Last Update 30 Oct 25
Encompass Health's analyst price target has been increased by $10 to $150. Analysts cite strong discharge growth and ongoing expansion strategies as key factors supporting the upward revision.
Analyst Commentary
Analyst sentiment following the price target raise for Encompass Health reflects both optimism and caution regarding the company's growth trajectory and valuation.
Bullish Takeaways
- Bullish analysts point to continued strong discharge growth as a key factor supporting the revised valuation.
- Execution of the de novo strategy, particularly targeting new markets with historically low conversion rates of acute care discharges to inpatient rehabilitation facilities (IRFs), is expected to drive further expansion.

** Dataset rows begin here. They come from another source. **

use crate::location::LocationResolver;

pub struct AppState {
    pub resolver: LocationResolver,
}
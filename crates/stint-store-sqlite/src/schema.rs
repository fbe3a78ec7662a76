//! SQL schema for the Stint SQLite store.
//!
//! Executed once at connection startup. Future migrations will be gated
//! on the `user_version` number.

/// Full schema DDL; idempotent thanks to `CREATE TABLE IF NOT EXISTS`.
///
/// Staging tables are raw landing zones: no keys, no constraints.
/// Duplicate or negative ids must surface as diagnostics, not as
/// constraint errors, so the permanent tables carry no keys either.
pub const SCHEMA: &str = "
PRAGMA journal_mode = WAL;

CREATE TABLE IF NOT EXISTS staging_employees (
    id         INTEGER NOT NULL,
    full_name  TEXT    NOT NULL
);

CREATE TABLE IF NOT EXISTS staging_work_times (
    id          INTEGER NOT NULL,
    employee_id INTEGER NOT NULL,
    start_date  TEXT    NOT NULL,   -- D.M.YYYY
    start_time  TEXT    NOT NULL,   -- 24-hour H:M:S
    stop_date   TEXT    NOT NULL,
    stop_time   TEXT    NOT NULL
);

CREATE TABLE IF NOT EXISTS employees (
    id         INTEGER NOT NULL,
    full_name  TEXT    NOT NULL
);

CREATE TABLE IF NOT EXISTS work_times (
    id          INTEGER NOT NULL,
    employee_id INTEGER NOT NULL,
    start_date  TEXT    NOT NULL,   -- YYYY-MM-DD
    start_time  TEXT    NOT NULL,
    stop_date   TEXT    NOT NULL,
    stop_time   TEXT    NOT NULL
);

-- Flat text, one row per failed rule, in accumulation order.
CREATE TABLE IF NOT EXISTS validation_failures (
    failure_id INTEGER PRIMARY KEY AUTOINCREMENT,
    message    TEXT NOT NULL
);

PRAGMA user_version = 1;
";
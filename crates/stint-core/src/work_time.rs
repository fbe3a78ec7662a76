//! WorkTime — a recorded work interval referencing an employee.
//!
//! Staged rows carry their dates and times as text in a fixed
//! day.month.year / 24-hour format. Both the validation rules and the
//! pre-persist ISO reformatting parse through the format definitions
//! below, so a row that validated cannot later reformat under different
//! rules.

use chrono::{NaiveDate, NaiveDateTime};

/// Combined date and time format of staged rows. Day and month accept one
/// or two digits, the year is four digits, the clock is 24-hour with
/// seconds.
pub const STAGING_DATETIME_FORMAT: &str = "%d.%m.%Y %H:%M:%S";

/// Date-only format of staged rows.
pub const STAGING_DATE_FORMAT: &str = "%d.%m.%Y";

/// Canonical date format written to the permanent tables.
pub const ISO_DATE_FORMAT: &str = "%Y-%m-%d";

/// A staged work interval. The date/time fields are kept as raw text until
/// validation; accepted rows are persisted with both dates reformatted to
/// [`ISO_DATE_FORMAT`].
#[derive(Debug, Clone, PartialEq, Eq)]
pub struct WorkTime {
  pub id:          i64,
  pub employee_id: i64,
  pub start_date:  String,
  pub start_time:  String,
  pub stop_date:   String,
  pub stop_time:   String,
}

impl WorkTime {
  /// Parse the start date/time pair into an instant.
  pub fn start_instant(&self) -> Result<NaiveDateTime, chrono::ParseError> {
    parse_staging_datetime(&self.start_date, &self.start_time)
  }

  /// Parse the stop date/time pair into an instant.
  pub fn stop_instant(&self) -> Result<NaiveDateTime, chrono::ParseError> {
    parse_staging_datetime(&self.stop_date, &self.stop_time)
  }
}

/// Parse a staged date and time pair under [`STAGING_DATETIME_FORMAT`].
pub fn parse_staging_datetime(
  date: &str,
  time: &str,
) -> Result<NaiveDateTime, chrono::ParseError> {
  NaiveDateTime::parse_from_str(
    &format!("{date} {time}"),
    STAGING_DATETIME_FORMAT,
  )
}

/// Reformat a staged date to the canonical `YYYY-MM-DD` form.
pub fn to_iso_date(date: &str) -> Result<String, chrono::ParseError> {
  let parsed = NaiveDate::parse_from_str(date, STAGING_DATE_FORMAT)?;
  Ok(parsed.format(ISO_DATE_FORMAT).to_string())
}

// ─── Tests ───────────────────────────────────────────────────────────────────
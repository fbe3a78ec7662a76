//! Error type for `stint-store-sqlite`.

use thiserror::Error;

#[derive(Debug, Error)]
pub enum Error {
  #[error("database error: {0}")]
  Database(#[from] tokio_rusqlite::Error),
}

pub type Result<T, E = Error> = std::result::Result<T, E>;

- Ongoing efforts to improve conversion rates at existing hospitals could enhance overall operational efficiency and revenue growth.
- Plans to convert beds from semi-private to private are seen as a positive move. This change could potentially increase patient satisfaction and optimize hospital capacity.
Bearish Takeaways
- Some bearish analysts express concern about the challenges of sustaining strong discharge growth in a competitive healthcare environment.
- There are potential risks associated with the execution of new market entry strategies, particularly in regions with low historical conversion rates.
- Operational changes, such as converting beds from semi-private to private, could lead to increased costs and temporary disruptions during implementation.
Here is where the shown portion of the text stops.